A young man pushes several buttons on an outdoor intercom, and after the piercing sound of the lock release, he vanishes, like an experienced thief, into the cool shadow of the building’s lobby. A few minutes later, he steps onto the roof and gazes down at Moscow.
From 14 floors up, the metal roofs of the city center shade into green islands of parks and then the grayish factory chimneys of the suburbs. Birds scream and from below comes the muffled sound of traffic. He sits down at the edge of the roof and nods at the vista.
“This is what roofers are looking for,” he said.
His name is Dmitri Yermakov, 18, and he is part of a youth subculture that has taken shape around this low-slung city. Its adherents are called roofers, and they delight in gaining access to Moscow’s buildings not for criminal intent, but to scamper up to the roofs to gape at the surrounding landscape.
They are a secretive caste, with the serene aura of having had a privileged glimpse of something extraordinary. Most of the front doors of buildings in Moscow have locks controlled by electronic or manual numeric pads. Committed roofers crack the codes, often by trying various combinations of the most worn buttons.
Sometimes they bluff their way in, using the intercom to call apartments and introducing themselves as letter carriers or neighbors who have lost their keys.
However they enter, they are often reluctant to share their secrets with others, fearing an influx of visitors will draw too much attention. The police are another concern; trespassing is prosecuted as hooliganism and carries a fine.
“Roofing really gets under your skin and helps you to break out of the daily routine,” Yermakov said, adding that he appreciates the solitude of the roofs, far from the hectic streets of Moscow, which has more than 10 million people.
Another roofer, Oleg Muravlyov, 17, said the atmosphere on the roofs was almost spiritual.
“It’s too bad that people are mixing us up with vandals,” Muravlyov said. “We aren’t doing any harm to buildings. Our goal is not destruction. We are driven by a wish to think about what’s really important in our lives, outside of the hustle of business. It’s a delusion that today’s youth are cynical. We have the same spiritual values as previous generations.”
Because roofing is an individual, illegal diversion — in additional to hooliganism, it often involves breaking and entering — there are no precise numbers on the size of the phenomenon. Most roofings happen in intimate groups of two or three.
But there are several popular online communities, the best known of which has nearly 3,800 members, about half of whom profess to be roofers.
Moscow is not an obvious city for the vertical explorer. Since the days of the czars, its skyline has been forcibly restrained. Through the 18th century, there was an informal ban on surpassing the Kremlin’s tallest bell tower, which is roughly 80m tall, said Natalya Bronovitskaya, an architectural historian.

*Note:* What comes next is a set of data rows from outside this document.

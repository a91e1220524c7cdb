use super::common::{created_response, no_content_response, success_response, validate_input};
use crate::dto::{CreateSupplierContactRequest, UpdateSupplierContactRequest};
use crate::errors::ApiError;
use crate::AppState;
use axum::{
    extract::{Json, Path, State},
    response::IntoResponse,
    routing::{get, post},
    Router,
};
use std::sync::Arc;

async fn list_contacts_by_supplier(
    State(state): State<Arc<AppState>>,
    Path(supplier_id): Path<i32>,
) -> Result<impl IntoResponse, ApiError> {
    let contacts = state
        .services
        .contacts
        .get_contacts_by_supplier(supplier_id)
        .await?;
    Ok(success_response(contacts))
}

async fn get_contact(
    State(state): State<Arc<AppState>>,
    Path(id): Path<i32>,
) -> Result<impl IntoResponse, ApiError> {
    let contact = state
        .services
        .contacts
        .get_contact(id)
        .await?
        .ok_or_else(|| ApiError::NotFound(format!("Supplier contact {} not found", id)))?;
    Ok(success_response(contact))
}

async fn create_contact(
    State(state): State<Arc<AppState>>,
    Json(request): Json<CreateSupplierContactRequest>,
) -> Result<impl IntoResponse, ApiError> {
    validate_input(&request)?;
    let contact = state.services.contacts.create_contact(request).await?;
    let location = format!("/v1/supplier-contacts/{}", contact.id);
    Ok(created_response(location, contact))
}

async fn update_contact(
    State(state): State<Arc<AppState>>,
    Path(id): Path<i32>,
    Json(request): Json<UpdateSupplierContactRequest>,
) -> Result<impl IntoResponse, ApiError> {
    validate_input(&request)?;
    let contact = state
        .services
        .contacts
        .update_contact(id, request)
        .await?
        .ok_or_else(|| ApiError::NotFound(format!("Supplier contact {} not found", id)))?;
    Ok(success_response(contact))
}

async fn delete_contact(
    State(state): State<Arc<AppState>>,
    Path(id): Path<i32>,
) -> Result<impl IntoResponse, ApiError> {
    let deleted = state.services.contacts.delete_contact(id).await?;
    if !deleted {
        return Err(ApiError::NotFound(format!(
            "Supplier contact {} not found",
            id
        )));
    }
    Ok(no_content_response())
}

pub fn routes() -> Router<Arc<AppState>> {
    Router::new()
        .route("/", post(create_contact))
        .route("/supplier/:supplier_id", get(list_contacts_by_supplier))
        .route(
            "/:id",
            get(get_contact).put(update_contact).delete(delete_contact),
        )
}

Informal restrictions continued during Soviet times and remain in place today. The center of Moscow looks nothing like the skyscraper grove of Midtown Manhattan, for example. Aside from the occasional monument or spike of an office tower, the view most roofers get for their trouble is an endless prairie of medium and low-rise buildings.
But it is also true that the landscape of Moscow, in the age of oil and gas profits, is constantly changing: One week a building exists, the next it is gone. This in part may explain why roofing has taken off here, growing over the last several years from a clique into a subculture of people who want to see the city evolving.
Roofers exchange stories and photographs over social networking Web sites and blogs, chatting in a slang that for reasons that remain obscure is largely filched from English. They call themselves “roofers,” while a building concierge is a “konsa” and the paddy wagon that hauls away roofers if they are caught is a “party bus.”
Most roofers seem to be in their late teens or early 20s. While they come from all walks of life, their attraction to the activity is often rooted in a new age spirituality.
“I was stressed out because of problems at home and at school, and people around me irritated me,” said Kseniya Nesterova, 19. “I knew I would face obstacles, like a concierge or a locked attic door, but I had beginner’s luck: It turned out the roof of a building in my neighborhood was open. I felt proud of myself that I managed to reach the roof and pleased that finally, I had an opportunity to be alone for awhile.”
Something larger than life draws them, said Anna Tikhomirova, a psychologist who has researched Russia’s teen subcultures.
“They probably haven’t grown up yet,” she said. “They still have a demand for a fairy tale romance, and the vista of the twilit city meets their requirements perfectly. When a young man is standing on the edge of a roof, he feels he is more important, experienced and older. He is asserting himself.”
Some roofers have turned these adventures into a moneymaking enterprise. A group from St Petersburg offers tours to foreigners of the city’s best roofs, charging between US$13 and US$80 a person. Others have arranged rooftop birthday celebrations and weddings, operating the parties with formal permission from the buildings they use.
But to those like Nesterova, the thrill is personal.
“You have to somehow take after famous explorers of unknown territory,” she said. “You should resemble Columbus, Magellan, Amundsen and other explorers in their desire to pioneer and investigate.”